The U.S. military had launched the air offensive six days earlier, hoping to soften Japanese defenses on the islands in preparation for a bold invasion directed by Adm. Chester Nimitz and Gen. Douglas MacArthur.

The islands were the Japanese Imperial Army's last strategic stronghold between Allied forces and the Philippines -- and the site of some of the most ferocious battles of the war in the Pacific, where an estimated 1,500 Americans died.
Arnett's plane, known as '453 for its tail number's defining digits, was among a squadron of 18 bombers.
According to an official Army action report, the '453 dropped its payload over the island town of Koror about 11 a.m. when Japanese garrisons unleashed "heavy, intense" anti-aircraft artillery barrages skyward.

The hellfire ripped into the '453 twice. An engine burst into flames. The left wing broke off.
The plane with its crew spun like a burning tornado and then broke in two as it rammed the water.
Arnett's family, who lived at that time in the small town of Friendly, W.Va., were told only that his bomber was hit by the enemy and had crashed into the Pacific Ocean. They also learned that airmen in other bombers recalled seeing two or three parachutes drifting into the ocean and a Japanese boat speeding toward them.
The shrieking onslaught of anti-aircraft bullets had prevented fellow fliers from attempting a rescue.
In 1945, at the war's end and nearly a year after the '453's disappearance, Arnett's mother wrote a letter to the mother of Jimmie Doyle, the tailgunner on the lost flight. She commiserated with the Texas mother about "the boys."
"I suppose you had a letter from the War Dept. on Sept. 2nd saying their status was unchanged, and they are still considered 'missing.' I am thankful for that thread of hope, and, of course, with the surrender of Japan and the taking over of Palau by our forces, and also the discovery of so many prisoners who have been missing for two or three years, it does put renewed hope in our hearts right now," Dessie Arnett wrote in her neat cursive. "I think it is the uncertainty that is so hard, and alternating between hope and despair."
Honored as 'fallen hero'
Rocchio, who was 12 when the Army classified her cousin as "missing in action," doesn't think her aunt completely lost hope that Jack would someday return -- though the War Department issued a finding of death in 1946.
She recalled that Aunt Dessie once pleaded with a theater owner to rerun a "Movietone News" reel because she was certain she had seen her son among the gaunt soldiers liberated from a Japanese prisoner-of-war camp.

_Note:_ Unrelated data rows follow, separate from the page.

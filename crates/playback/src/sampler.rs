//! Periodic position sampling

use crate::engine::PlaybackEngine;
use crate::state::StateUpdate;
use log::debug;
use std::sync::Arc;
use std::time::Duration;
use tokio::sync::{mpsc, watch};
use tokio::time::{self, MissedTickBehavior};

/// Samples position and duration from the engine on a fixed period
///
/// The first sample lands one period after start; the connect-time
/// sync covers the initial state. Runs until the connected flag flips
/// false or the update channel closes. A failed engine read skips the
/// tick; the loop continues.
pub(crate) async fn run_sampler(
    engine: Arc<dyn PlaybackEngine>,
    updates: mpsc::UnboundedSender<StateUpdate>,
    mut connected: watch::Receiver<bool>,
    period: Duration,
) {
    let mut ticks = time::interval_at(time::Instant::now() + period, period);
    ticks.set_missed_tick_behavior(MissedTickBehavior::Skip);

    loop {
        tokio::select! {
            _ = ticks.tick() => {
                let sample = engine
                    .position_ms()
                    .and_then(|position_ms| engine.duration_ms().map(|d| (position_ms, d)));
                match sample {
                    Ok((position_ms, duration_ms)) => {
                        let update = StateUpdate::Position { position_ms, duration_ms };
                        if updates.send(update).is_err() {
                            break;
                        }
                    }
                    Err(e) => debug!("Sample tick skipped: {}", e),
                }
            }
            changed = connected.changed() => {
                if changed.is_err() || !*connected.borrow() {
                    break;
                }
            }
        }
    }
    debug!("Sampler stopped");
}
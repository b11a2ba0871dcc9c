//! Persisted playback progress snapshot

use crate::types::{BookId, Timestamp};
use serde::{Deserialize, Serialize};

/// One durable snapshot of playback progress
///
/// Written by the progress persister and never read back by the
/// coordination layer; the store keeps at most the latest record per
/// book.
#[derive(Debug, Clone, PartialEq, Serialize, Deserialize)]
pub struct ProgressRecord {
    pub book_id: BookId,
    pub position_ms: u64,
    /// Progress fraction in [0, 1]
    pub progress: f64,
    /// Chapter containing the position, when resolvable
    pub chapter_number: Option<u32>,
    pub written_at: Timestamp,
}

impl ProgressRecord {
    /// Creates a record stamped with the current time
    pub fn new(
        book_id: BookId,
        position_ms: u64,
        progress: f64,
        chapter_number: Option<u32>,
    ) -> Self {
        Self {
            book_id,
            position_ms,
            progress,
            chapter_number,
            written_at: Timestamp::now(),
        }
    }
}
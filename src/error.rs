use axum::{
    extract::rejection::{JsonRejection, PathRejection, QueryRejection},
    http::StatusCode,
    response::{IntoResponse, Response},
    Json,
};
use serde::Serialize;
use thiserror::Error;
use tracing::error;

/// Errors surfaced by handlers and services, rendered as `{"error": ...}`.
#[derive(Debug, Error)]
pub enum AppError {
    #[error("{field} {message}")]
    Validation { field: &'static str, message: String },

    #[error("{0} not found")]
    NotFound(&'static str),

    #[error("{0}")]
    Unauthorized(String),

    #[error("{0}")]
    Conflict(String),

    #[error("{0}")]
    BadRequest(String),

    #[error(transparent)]
    Internal(#[from] anyhow::Error),
}

impl AppError {
    pub fn validation(field: &'static str, message: impl Into<String>) -> Self {
        Self::Validation {
            field,
            message: message.into(),
        }
    }

    pub fn unauthorized(message: impl Into<String>) -> Self {
        Self::Unauthorized(message.into())
    }

    pub fn status(&self) -> StatusCode {
        match self {
            AppError::Validation { .. } => StatusCode::UNPROCESSABLE_ENTITY,
            AppError::NotFound(_) => StatusCode::NOT_FOUND,
            AppError::Unauthorized(_) => StatusCode::UNAUTHORIZED,
            AppError::Conflict(_) => StatusCode::CONFLICT,
            AppError::BadRequest(_) => StatusCode::BAD_REQUEST,
            AppError::Internal(_) => StatusCode::INTERNAL_SERVER_ERROR,
        }
    }
}

#[derive(Debug, Serialize)]
pub struct ErrorBody {
    pub error: String,
    #[serde(skip_serializing_if = "Option::is_none")]
    pub field: Option<&'static str>,
}

impl IntoResponse for AppError {
    fn into_response(self) -> Response {
        let status = self.status();
        let body = match &self {
            AppError::Internal(e) => {
                error!(error = ?e, "internal error");
                ErrorBody {
                    error: "internal server error".into(),
                    field: None,
                }
            }
            AppError::Validation { field, .. } => ErrorBody {
                error: self.to_string(),
                field: Some(*field),
            },
            _ => ErrorBody {
                error: self.to_string(),
                field: None,
            },
        };
        (status, Json(body)).into_response()
    }
}

impl From<JsonRejection> for AppError {
    fn from(rejection: JsonRejection) -> Self {
        match rejection.status() {
            StatusCode::UNPROCESSABLE_ENTITY => AppError::validation("body", rejection.body_text()),
            _ => AppError::BadRequest(rejection.body_text()),
        }
    }
}

impl From<PathRejection> for AppError {
    fn from(rejection: PathRejection) -> Self {
        AppError::BadRequest(rejection.body_text())
    }
}

impl From<QueryRejection> for AppError {
    fn from(rejection: QueryRejection) -> Self {
        AppError::BadRequest(rejection.body_text())
    }
}

pub type AppResult<T> = Result<T, AppError>;
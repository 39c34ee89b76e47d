use axum::{routing::get, Router};
use tokio::net::TcpListener;
use tower_http::{cors::CorsLayer, trace::TraceLayer};

use crate::state::AppState;
use crate::{auth, todos};

pub fn build_app(state: AppState) -> Router {
    Router::new()
        .nest(
            "/api",
            Router::new()
                .merge(auth::router())
                .merge(todos::router())
                .route("/health", get(|| async { "ok" })),
        )
        .with_state(state)
        .layer(CorsLayer::permissive())
        .layer(
            TraceLayer::new_for_http()
                .make_span_with(|req: &axum::http::Request<_>| {
                    let method = req.method().clone();
                    let uri = req.uri().clone();
                    tracing::info_span!(
                        "http_request",
                        %method,
                        uri = %uri,
                        status = tracing::field::Empty
                    )
                })
                .on_response(
                    |res: &axum::http::Response<_>,
                     latency: std::time::Duration,
                     span: &tracing::Span| {
                        let status = res.status();
                        span.record("status", tracing::field::display(status));
                        let latency_ms = latency.as_millis() as u64;
                        if status.is_server_error() {
                            tracing::error!(%status, latency_ms, "response");
                        } else {
                            tracing::info!(%status, latency_ms, "response");
                        }
                    },
                ),
        )
}

pub async fn serve(listener: TcpListener, app: Router) -> anyhow::Result<()> {
    tracing::info!("listening on {}", listener.local_addr()?);
    axum::serve(listener, app).await?;
    Ok(())
}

In 1951, after a pair of Army reviews reaffirmed the plane was lost and the Japanese had executed the three airmen who parachuted from the '453, the government declared all 11 missing crew members as "nonrecoverable."
Arnett's parents bought a marker for him in the Friendly Cemetery, where local veterans honor his service as a "fallen hero" every year. They then retired and moved to Orlando, where his father died in 1957 and Dessie remarried.
She never removed the portrait of her son from her wall.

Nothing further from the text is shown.